Die Staats- und Regierungschefs der Europäischen Union kommen an diesem Donnerstag in Brüssel zusammen, um über die Folgen des Neins der Iren zum EU-Reformvertrag zu beraten. Nach dem Scheitern der Verfassung 2005 muss die EU nun erneut eine schwere Krise meistern. Bei dem zweitägigen Gipfel wollen die 27 EU-Staaten auch überlegen, wie den Bürgern angesichts dramatisch gestiegener Energie- und Lebensmittelpreise geholfen werden kann.
Ein weiteres Thema ist der Schutz der EU-Grenzen vor illegalen Einwanderern sowie eine neue Partnerschaft mit den Mittelmeerstaaten. Die Gipfelrunde will zudem beschließen, die Slowakei am 1. Januar 2009 als 16. Mitglied der Eurozone aufzunehmen.
Zustimmung aus Großbritannien
Am Mittwochabend stimmten die Lords im britischen Oberhaus, der zweiten Parlamentskammer, nach mehrstündiger Schlussdebatte dem EU-Vertrag zu. Die gewählten Volksvertreter im Unterhaus hatten bereits im März zugestimmt. Damit kann das Ratifizierungsgesetz von Königin Elizabeth II. unterschrieben werden und in Kraft treten. Großbritannien ist das 19. EU-Mitgliedsland, in dem der Vertrag vom Parlament angenommen worden ist.
Die slowenische EU-Ratspräsidentschaft begrüßte die Entscheidung des britischen Oberhauses. Die Zustimmung zum EU-Vertrag zeige, dass dieser "noch Leben in sich" habe. Die Ratifizierungen in den Mitgliedstaaten sollten weitergehen, hieß es in der Mitteilung.

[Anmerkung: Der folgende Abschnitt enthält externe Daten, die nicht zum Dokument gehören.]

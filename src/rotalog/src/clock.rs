//! Time sources and rotation-interval truncation.

use std::fmt;
use std::sync::Arc;
use std::time::Duration;

use chrono::{DateTime, Datelike, FixedOffset, Local, NaiveDateTime, TimeDelta, Timelike, Utc};
use parking_lot::Mutex;
use serde::{Deserialize, Serialize};

const NANOS_PER_SEC: i128 = 1_000_000_000;
const SECS_PER_DAY: i128 = 86_400;

/// Source of the current instant for a writer.
pub trait Clock: Send + Sync + fmt::Debug {
    /// Current instant, carrying the offset the writer should name files in.
    fn now(&self) -> DateTime<FixedOffset>;
}

/// Current time in UTC.
#[derive(Debug, Clone, Copy, Default)]
pub struct UtcClock;

impl Clock for UtcClock {
    fn now(&self) -> DateTime<FixedOffset> {
        Utc::now().fixed_offset()
    }
}

/// Current time in the process-local timezone.
#[derive(Debug, Clone, Copy, Default)]
pub struct LocalClock;

impl Clock for LocalClock {
    fn now(&self) -> DateTime<FixedOffset> {
        Local::now().fixed_offset()
    }
}

/// A clock that only moves when told to.
#[derive(Debug)]
pub struct ManualClock {
    now: Mutex<DateTime<FixedOffset>>,
}

impl ManualClock {
    pub fn new(start: DateTime<FixedOffset>) -> Self {
        Self {
            now: Mutex::new(start),
        }
    }

    pub fn set(&self, now: DateTime<FixedOffset>) {
        *self.now.lock() = now;
    }

    pub fn advance(&self, by: Duration) {
        let mut now = self.now.lock();
        if let Ok(delta) = TimeDelta::from_std(by) {
            *now += delta;
        }
    }
}

impl Clock for ManualClock {
    fn now(&self) -> DateTime<FixedOffset> {
        *self.now.lock()
    }
}

/// Clock selection for configuration files.
#[derive(Debug, Clone, Copy, Default, PartialEq, Eq, Hash, Serialize, Deserialize)]
#[serde(rename_all = "lowercase")]
pub enum ClockKind {
    /// Coordinated universal time.
    Utc,
    /// Process-local timezone.
    #[default]
    Local,
}

impl ClockKind {
    pub fn clock(self) -> Arc<dyn Clock> {
        match self {
            Self::Utc => Arc::new(UtcClock),
            Self::Local => Arc::new(LocalClock),
        }
    }
}

impl std::str::FromStr for ClockKind {
    type Err = String;

    fn from_str(s: &str) -> Result<Self, Self::Err> {
        match s.to_lowercase().as_str() {
            "utc" => Ok(Self::Utc),
            "local" => Ok(Self::Local),
            _ => Err(format!("Unknown clock: {s}")),
        }
    }
}

/// Truncate `now` down to the start of its rotation bucket.
///
/// A zero interval disables truncation. Instants in a non-UTC offset are
/// truncated on their wall-clock fields: the local fields are read as if they
/// were UTC, truncated, and the result is given back the original offset, so
/// daily buckets start at local midnight rather than at UTC midnight.
pub fn truncate(now: DateTime<FixedOffset>, interval: Duration) -> DateTime<FixedOffset> {
    if interval.is_zero() {
        return now;
    }

    let offset = *now.offset();
    if offset.local_minus_utc() == 0 {
        return truncate_naive(now.naive_utc(), interval)
            .and_utc()
            .fixed_offset();
    }

    let pseudo_utc = now.naive_local();
    let truncated = truncate_naive(pseudo_utc, interval);
    truncated.and_local_timezone(offset).single().unwrap_or(now)
}

/// Floor `at` to a multiple of `interval` counted from 0001-01-01T00:00:00.
fn truncate_naive(at: NaiveDateTime, interval: Duration) -> NaiveDateTime {
    let step = i128::try_from(interval.as_nanos()).unwrap_or(i128::MAX);
    let days = i128::from(at.num_days_from_ce()) - 1;
    let secs = days * SECS_PER_DAY + i128::from(at.num_seconds_from_midnight());
    let nanos = secs * NANOS_PER_SEC + i128::from(at.nanosecond());

    let rem = nanos.rem_euclid(step);
    let back = TimeDelta::try_seconds((rem / NANOS_PER_SEC) as i64)
        .map(|d| d + TimeDelta::nanoseconds((rem % NANOS_PER_SEC) as i64));
    back.and_then(|d| at.checked_sub_signed(d)).unwrap_or(at)
}

#[cfg(test)]
mod tests {
    use super::*;
    use pretty_assertions::assert_eq;

    const HOUR: Duration = Duration::from_secs(3600);
    const DAY: Duration = Duration::from_secs(86_400);

    fn parse(s: &str) -> DateTime<FixedOffset> {
        DateTime::parse_from_rfc3339(s).unwrap()
    }

    #[test]
    fn test_truncate_utc_daily() {
        assert_eq!(
            truncate(parse("2023-01-01T13:45:12.5Z"), DAY),
            parse("2023-01-01T00:00:00Z")
        );
    }

    #[test]
    fn test_truncate_local_keeps_local_midnight() {
        // Truncating the absolute instant would land on 2018-05-31T09:00+09:00.
        let truncated = truncate(parse("2018-06-01T03:18:00+09:00"), DAY);
        assert_eq!(truncated, parse("2018-06-01T00:00:00+09:00"));
        assert_eq!(truncated.offset().local_minus_utc(), 9 * 3600);
    }

    #[test]
    fn test_truncate_local_negative_offset() {
        assert_eq!(
            truncate(parse("2023-03-10T23:59:59-05:00"), DAY),
            parse("2023-03-10T00:00:00-05:00")
        );
    }

    #[test]
    fn test_truncate_hourly_and_zero() {
        let now = parse("2023-07-04T10:59:59+02:00");
        assert_eq!(truncate(now, HOUR), parse("2023-07-04T10:00:00+02:00"));
        assert_eq!(truncate(now, Duration::ZERO), now);
    }

    #[test]
    fn test_truncate_weekly_starts_on_monday() {
        // 0001-01-01 is a Monday, so weekly buckets begin on Mondays.
        assert_eq!(
            truncate(parse("2023-01-05T08:00:00Z"), 7 * DAY),
            parse("2023-01-02T00:00:00Z")
        );
    }

    #[test]
    fn test_manual_clock_advance() {
        let clock = ManualClock::new(parse("2023-01-01T00:00:00Z"));
        clock.advance(DAY + Duration::from_secs(1));
        assert_eq!(clock.now(), parse("2023-01-02T00:00:01Z"));
        clock.set(parse("2023-01-10T00:00:01Z"));
        assert_eq!(clock.now(), parse("2023-01-10T00:00:01Z"));
    }

    #[test]
    fn test_clock_kind_from_str() {
        assert_eq!("UTC".parse::<ClockKind>().unwrap(), ClockKind::Utc);
        assert_eq!("local".parse::<ClockKind>().unwrap(), ClockKind::Local);
        assert!("mars".parse::<ClockKind>().is_err());
    }
}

Eine Möglichkeit, den Vertrag zu retten, wäre eine zweite Volksabstimmung der Iren. Zuvor könnte die EU geschlossen zu den Bedenken des Landes Garantien abgeben - beispielsweise zur Neutralität. EU-Kommissionschef José Manuel Barroso rief zur Solidarität mit Irland auf. "Überhastete Festlegungen oder gar Druck bringen doch nichts", sagte er der Tageszeitung "Die Welt". Zugleich rief Barroso die EU auf, nach dem Nein in Dublin nicht in eine "Schockstarre" zu verfallen.
Erklärungsversuche aus Irland
Der irische Ministerpräsident Brian Cowen bittet unterdessen angesichts der EU-Krise um Geduld. Nach dem Nein seiner Landsleute zu dem Vertrag von Lissabon "braucht Irland Zeit, um das Ergebnis der Volksabstimmung zu analysieren und nach Lösungsmöglichkeiten zu suchen", sagte Cowen.